## What the task requires:
Using the records below, quote only the span that opens with the line containing "pub fn new_from_file(file_path: &Path)" and closes with the line containing "12, 1).unwrap(), 6)", exactly and inclusively.

## Record extracts:
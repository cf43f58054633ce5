/*
Copyright 2022 Jakub Lewandowski

This file is part of NWP Extract.

NWP Extract is a free software: you can redistribute it and/or modify
it under the terms of the GNU General Public License as published by
the Free Software Foundation; either version 3 of the License, or
(at your option) any later version.

NWP Extract is distributed in the hope that it will be useful,
but WITHOUT ANY WARRANTY; without even the implied warranty of
MERCHANTABILITY or FITNESS FOR A PARTICULAR PURPOSE. See the
GNU General Public License for more details.

You should have received a copy of the GNU General Public License
along with NWP Extract. If not, see https://www.gnu.org/licenses/.
*/

//! Module responsible for parsing and checking the configuration file.
//!
//! The configuration file uses [YAML](https://en.wikipedia.org/wiki/YAML)
//! and `serde` to enforce strong typing and automatic type checking.
//! Every section is optional and falls back to the defaults describing
//! the MyWaveWAM 800 m wave model archive of MET Norway.
//!
//! The structures and their fields in this module directly correspond to
//! the fields inside the configuration file so you can check this documentation
//! for more details how to set it.

use crate::constants::{DEFAULT_SEARCH_RADIUS, DEFAULT_SPACING_TOLERANCE};
use crate::errors::ConfigError;
use crate::Float;
use chrono::{Datelike, NaiveDate};
use serde::Deserialize;
use std::{fs, path::Path};

/// Geographic extent (in degrees) requested from the archive.
#[derive(Copy, Clone, PartialEq, PartialOrd, Debug, Deserialize)]
pub struct BoundingBox {
    pub north: Float,
    pub south: Float,
    pub west: Float,
    pub east: Float,
}

impl BoundingBox {
    pub fn check_bounds(&self) -> Result<(), ConfigError> {
        if !(-90.0..=90.0).contains(&self.north) || !(-90.0..=90.0).contains(&self.south) {
            return Err(ConfigError::OutOfBounds(
                "Bounding box latitude is too low or too high",
            ));
        }

        if !(-180.0..=360.0).contains(&self.west) || !(-180.0..=360.0).contains(&self.east) {
            return Err(ConfigError::OutOfBounds(
                "Bounding box longitude is too low or too high",
            ));
        }

        if self.south >= self.north {
            return Err(ConfigError::OutOfBounds(
                "Bounding box south edge must lie below north edge",
            ));
        }

        Ok(())
    }
}

/// Fields describing the archived NWP product.
#[derive(Clone, PartialEq, Debug, Deserialize)]
pub struct Product {
    /// Product name, used as the prefix of downloaded files
    /// (`<name>_<YYYY>-<MM>-<DD>.nc`).
    pub name: String,

    /// Template of the archive URL. Following placeholders are substituted:
    ///
    /// - `{yyyy}`, `{mm}`, `{dd}`, `{hh}`: requested date and hour
    /// - `{vars}`: `var=<name>` pairs of all `variables` joined with `&`
    /// - `{north}`, `{south}`, `{west}`, `{east}`: edges of `bbox`
    pub url_template: String,

    /// Variables requested from the archive.
    pub variables: Vec<String>,

    /// Requested geographic extent.
    pub bbox: BoundingBox,
}

impl Product {
    pub fn check_bounds(&self) -> Result<(), ConfigError> {
        if self.name.trim().is_empty() {
            return Err(ConfigError::OutOfBounds("Product name cannot be empty"));
        }

        self.bbox.check_bounds()?;

        // rendering with any date reveals unknown placeholders
        if let Some(date) = NaiveDate::from_ymd_opt(2000, 1, 1) {
            self.render_url(date, 0)?;
        }

        Ok(())
    }

    /// Fills the URL template for given date and hour.
    pub fn render_url(&self, date: NaiveDate, hour: u32) -> Result<String, ConfigError> {
        render_template(&self.url_template, |name| match name {
            "yyyy" => Some(format!("{:04}", date.year())),
            "mm" => Some(format!("{:02}", date.month())),
            "dd" => Some(format!("{:02}", date.day())),
            "hh" => Some(format!("{:02}", hour)),
            "vars" => Some(
                self.variables
                    .iter()
                    .map(|v| format!("var={}", v))
                    .collect::<Vec<_>>()
                    .join("&"),
            ),
            "north" => Some(self.bbox.north.to_string()),
            "south" => Some(self.bbox.south.to_string()),
            "west" => Some(self.bbox.west.to_string()),
            "east" => Some(self.bbox.east.to_string()),
            _ => None,
        })
    }
}

impl Default for Product {
    fn default() -> Self {
        let variables = [
            "latitude", "longitude", "Pdir", "dd", "ds", "ds_sea", "ds_swell", "ff", "hs",
            "hs_sea", "hs_swell", "kurtosis", "mHs", "msqs", "mwp", "thq", "thq_sea", "thq_swell",
        ];

        Product {
            name: "mywavewam800s_be".to_string(),
            url_template: concat!(
                "https://thredds.met.no/thredds/ncss/fou-hi/mywavewam800s_be?",
                "{vars}&north={north}&west={west}&east={east}&south={south}",
                "&disableProjSubset=on&horizStride=1",
                "&time_start={yyyy}-{mm}-{dd}T00:00:00Z",
                "&time_end={yyyy}-{mm}-{dd}T23:00:00Z",
                "&timeStride=1&addLatLon=true"
            )
            .to_string(),
            variables: variables.iter().map(|v| v.to_string()).collect(),
            bbox: BoundingBox {
                north: 60.3968,
                south: 59.0,
                west: 10.0,
                east: 11.8328,
            },
        }
    }
}

/// Replaces every `{name}` in `template` with the value returned by `lookup`.
fn render_template<F>(template: &str, lookup: F) -> Result<String, ConfigError>
where
    F: Fn(&str) -> Option<String>,
{
    let mut rendered = String::with_capacity(template.len());
    let mut rest = template;

    while let Some(start) = rest.find('{') {
        rendered.push_str(&rest[..start]);

        let after = &rest[start + 1..];
        let end = after
            .find('}')
            .ok_or_else(|| ConfigError::UnknownPlaceholder(after.to_string()))?;

        let name = &after[..end];
        let value = lookup(name).ok_or_else(|| ConfigError::UnknownPlaceholder(name.to_string()))?;

        rendered.push_str(&value);
        rest = &after[end + 1..];
    }

    rendered.push_str(rest);

    Ok(rendered)
}

/// _(Optional)_ Fields controlling the point lookup.
#[derive(Clone, PartialEq, Debug, Deserialize)]
#[serde(default)]
pub struct Lookup {
    /// Names of data fields extracted at requested points.
    ///
    /// Defaults to `[hs_sea]`. Cannot be empty.
    pub fields: Vec<String>,

    /// Maximum distance (in meters) between requested point
    /// and the nearest vertex of an irregular grid.
    ///
    /// Defaults to `50000`. Must be positive.
    pub search_radius: Float,

    /// Relative tolerance of the even spacing check of regular grid axes.
    ///
    /// Defaults to `0.001`. Must be between `0` and `0.5`.
    pub spacing_tolerance: Float,

    /// Candidate names of 2D longitude field, first present is used.
    pub longitude_names: Vec<String>,

    /// Candidate names of 2D latitude field, first present is used.
    pub latitude_names: Vec<String>,
}

impl Lookup {
    pub fn check_bounds(&self) -> Result<(), ConfigError> {
        if self.fields.is_empty() {
            return Err(ConfigError::OutOfBounds(
                "At least one field must be requested",
            ));
        }

        if self.search_radius <= 0.0 || !self.search_radius.is_finite() {
            return Err(ConfigError::OutOfBounds("Search radius must be positive"));
        }

        if !(self.spacing_tolerance > 0.0 && self.spacing_tolerance < 0.5) {
            return Err(ConfigError::OutOfBounds(
                "Spacing tolerance must be between 0 and 0.5",
            ));
        }

        if self.longitude_names.is_empty() || self.latitude_names.is_empty() {
            return Err(ConfigError::OutOfBounds(
                "Longitude and latitude names cannot be empty",
            ));
        }

        Ok(())
    }
}

impl Default for Lookup {
    fn default() -> Self {
        Lookup {
            fields: vec!["hs_sea".to_string()],
            search_radius: DEFAULT_SEARCH_RADIUS,
            spacing_tolerance: DEFAULT_SPACING_TOLERANCE,
            longitude_names: vec!["longitude".to_string(), "lon".to_string()],
            latitude_names: vec!["latitude".to_string(), "lat".to_string()],
        }
    }
}

/// _(Optional)_ Fields with information about
/// resources available for the program.
#[derive(Clone, PartialEq, PartialOrd, Debug, Deserialize)]
pub struct Resources {
    /// _(Optional)_ Thread count used when extracting
    /// points from many dates at once.
    ///
    /// Cannot be less than `1`. Defaults to `1`.
    #[serde(default = "Resources::default_threads")]
    pub threads: u16,

    /// _(Optional)_ Heap memory limit in MB.
    ///
    /// Irregular grids are indexed in memory as a whole, so for
    /// large meshes the limit turns an unresponsive system into
    /// an out-of-memory error.
    ///
    /// Cannot be less than `128`. Defaults to whole addressable-space.
    #[serde(default = "Resources::default_memory")]
    pub memory: usize,
}

impl Resources {
    fn default_threads() -> u16 {
        1
    }

    fn default_memory() -> usize {
        usize::MAX / (1024 * 1024)
    }

    /// Checks if thread count and memory limit are
    /// above limits.
    pub fn check_bounds(&self) -> Result<(), ConfigError> {
        if self.threads < 1 {
            return Err(ConfigError::OutOfBounds(
                "Available threads cannot be less than 1",
            ));
        }

        if self.memory < 128 {
            return Err(ConfigError::OutOfBounds(
                "Available memory cannot be less than 128 MB",
            ));
        }

        Ok(())
    }
}

impl Default for Resources {
    fn default() -> Self {
        Resources {
            threads: Resources::default_threads(),
            memory: Resources::default_memory(),
        }
    }
}

/// Main config structure representing the fields in
/// configuration file.
#[derive(Clone, PartialEq, Debug, Default, Deserialize)]
pub struct Config {
    #[serde(default)]
    pub product: Product,

    #[serde(default)]
    pub lookup: Lookup,

    #[serde(default)]
    pub resources: Resources,
}

impl Config {
    /// Config structure constructor, responsible for
    /// deserializing configuration and checking it.
    pub fn new_from_file(file_path: &Path) -> Result<Config, ConfigError> {
        let data = fs::read(file_path)?;
        Config::new_from_slice(data.as_slice())
    }

    pub fn new_from_slice(data: &[u8]) -> Result<Config, ConfigError> {
        let config: Config = serde_yaml::from_slice(data)?;
        config.check_bounds()?;

        Ok(config)
    }

    pub fn check_bounds(&self) -> Result<(), ConfigError> {
        self.product.check_bounds()?;
        self.lookup.check_bounds()?;
        self.resources.check_bounds()?;

        Ok(())
    }
}

#[cfg(test)]
mod tests {
    use super::{Config, Product};
    use crate::errors::ConfigError;
    use chrono::NaiveDate;

    #[test]
    fn default_url_matches_archive_request() {
        let product = Product::default();
        let url = product
            .render_url(NaiveDate::from_ymd_opt(2019, 1, 1).unwrap(), 0)
            .unwrap();

        assert_eq!(
            url,
            "https://thredds.met.no/thredds/ncss/fou-hi/mywavewam800s_be?\
             var=latitude&var=longitude&var=Pdir&var=dd&var=ds&var=ds_sea&var=ds_swell\
             &var=ff&var=hs&var=hs_sea&var=hs_swell&var=kurtosis&var=mHs&var=msqs&var=mwp\
             &var=thq&var=thq_sea&var=thq_swell\
             &north=60.3968&west=10&east=11.8328&south=59\
             &disableProjSubset=on&horizStride=1\
             &time_start=2019-01-01T00:00:00Z&time_end=2019-01-01T23:00:00Z\
             &timeStride=1&addLatLon=true"
        );
    }

    #[test]
    fn renders_hourly_template() {
        let product = Product {
            url_template: "https://thredds.met.no/thredds/dodsC/meps25epsarchive/\
                           {yyyy}/{mm}/{dd}/meps_det_2_5km_{yyyy}{mm}{dd}T{hh}Z.nc"
                .to_string(),
            ..Product::default()
        };

        let url = product
            .render_url(NaiveDate::from_ymd_opt(2022, 12, 1).unwrap(), 6)
            .unwrap();

        assert_eq!(
            url,
            "https://thredds.met.no/thredds/dodsC/meps25epsarchive/2022/12/01/meps_det_2_5km_20221201T06Z.nc"
        );
    }

    #[test]
    fn partial_file_keeps_defaults() {
        let config = Config::new_from_slice(
            b"lookup:\n  fields: [hs, hs_swell]\nresources:\n  threads: 4\n",
        )
        .unwrap();

        assert_eq!(config.lookup.fields, vec!["hs", "hs_swell"]);
        assert_eq!(config.lookup.search_radius, 50_000.0);
        assert_eq!(config.resources.threads, 4);
        assert_eq!(config.product, Product::default());
    }

    #[test]
    fn rejects_out_of_bounds() {
        assert!(matches!(
            Config::new_from_slice(b"lookup:\n  search_radius: -1.0\n"),
            Err(ConfigError::OutOfBounds(_))
        ));
        assert!(matches!(
            Config::new_from_slice(b"resources:\n  threads: 0\n"),
            Err(ConfigError::OutOfBounds(_))
        ));
        assert!(matches!(
            Config::new_from_slice(b"lookup:\n  fields: []\n"),
            Err(ConfigError::OutOfBounds(_))
        ));
    }

    #[test]
    fn rejects_unknown_placeholder() {
        let yaml = b"product:\n  name: test\n  url_template: \"https://example.org/{year}.nc\"\n  variables: []\n  bbox: {north: 1.0, south: 0.0, west: 0.0, east: 1.0}\n";

        assert!(matches!(
            Config::new_from_slice(yaml),
            Err(ConfigError::UnknownPlaceholder(name)) if name == "year"
        ));
    }
}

## Exercise result:
    pub fn new_from_file(file_path: &Path) -> Result<Config, ConfigError> {
        let data = fs::read(file_path)?;
        Config::new_from_slice(data.as_slice())
    }

    pub fn new_from_slice(data: &[u8]) -> Result<Config, ConfigError> {
        let config: Config = serde_yaml::from_slice(data)?;
        config.check_bounds()?;

        Ok(config)
    }

    pub fn check_bounds(&self) -> Result<(), ConfigError> {
        self.product.check_bounds()?;
        self.lookup.check_bounds()?;
        self.resources.check_bounds()?;

        Ok(())
    }
}

#[cfg(test)]
mod tests {
    use super::{Config, Product};
    use crate::errors::ConfigError;
    use chrono::NaiveDate;

    #[test]
    fn default_url_matches_archive_request() {
        let product = Product::default();
        let url = product
            .render_url(NaiveDate::from_ymd_opt(2019, 1, 1).unwrap(), 0)
            .unwrap();

        assert_eq!(
            url,
            "https://thredds.met.no/thredds/ncss/fou-hi/mywavewam800s_be?\
             var=latitude&var=longitude&var=Pdir&var=dd&var=ds&var=ds_sea&var=ds_swell\
             &var=ff&var=hs&var=hs_sea&var=hs_swell&var=kurtosis&var=mHs&var=msqs&var=mwp\
             &var=thq&var=thq_sea&var=thq_swell\
             &north=60.3968&west=10&east=11.8328&south=59\
             &disableProjSubset=on&horizStride=1\
             &time_start=2019-01-01T00:00:00Z&time_end=2019-01-01T23:00:00Z\
             &timeStride=1&addLatLon=true"
        );
    }

    #[test]
    fn renders_hourly_template() {
        let product = Product {
            url_template: "https://thredds.met.no/thredds/dodsC/meps25epsarchive/\
                           {yyyy}/{mm}/{dd}/meps_det_2_5km_{yyyy}{mm}{dd}T{hh}Z.nc"
                .to_string(),
            ..Product::default()
        };

        let url = product
            .render_url(NaiveDate::from_ymd_opt(2022, 12, 1).unwrap(), 6)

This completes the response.